» **What to produce**: Pull every line from the records that has the word "RetryPolicy" in it.

» **Task input**:

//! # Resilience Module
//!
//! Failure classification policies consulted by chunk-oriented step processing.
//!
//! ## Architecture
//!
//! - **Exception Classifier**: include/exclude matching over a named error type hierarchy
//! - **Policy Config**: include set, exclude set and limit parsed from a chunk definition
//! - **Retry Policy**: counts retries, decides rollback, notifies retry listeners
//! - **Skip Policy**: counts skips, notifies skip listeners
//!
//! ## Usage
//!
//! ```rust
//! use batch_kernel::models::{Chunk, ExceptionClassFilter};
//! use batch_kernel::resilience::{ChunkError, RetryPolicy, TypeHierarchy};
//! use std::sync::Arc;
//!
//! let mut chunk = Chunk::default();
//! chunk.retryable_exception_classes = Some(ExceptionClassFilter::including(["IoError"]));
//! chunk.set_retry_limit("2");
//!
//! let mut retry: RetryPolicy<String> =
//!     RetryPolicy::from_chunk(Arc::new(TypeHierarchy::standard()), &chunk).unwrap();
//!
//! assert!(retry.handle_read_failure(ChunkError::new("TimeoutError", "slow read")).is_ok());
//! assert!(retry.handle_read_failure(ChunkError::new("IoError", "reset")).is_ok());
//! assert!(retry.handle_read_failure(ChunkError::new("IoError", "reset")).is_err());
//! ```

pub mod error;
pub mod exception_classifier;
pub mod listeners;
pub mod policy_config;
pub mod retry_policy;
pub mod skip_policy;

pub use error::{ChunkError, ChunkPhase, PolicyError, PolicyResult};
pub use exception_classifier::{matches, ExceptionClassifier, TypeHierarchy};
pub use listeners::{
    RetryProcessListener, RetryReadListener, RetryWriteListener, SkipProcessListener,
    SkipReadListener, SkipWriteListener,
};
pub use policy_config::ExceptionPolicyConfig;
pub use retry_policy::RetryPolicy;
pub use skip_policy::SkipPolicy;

» **Written response**:
//! use batch_kernel::resilience::{ChunkError, RetryPolicy, TypeHierarchy};
//! let mut retry: RetryPolicy<String> =
//!     RetryPolicy::from_chunk(Arc::new(TypeHierarchy::standard()), &chunk).unwrap();
pub use retry_policy::RetryPolicy;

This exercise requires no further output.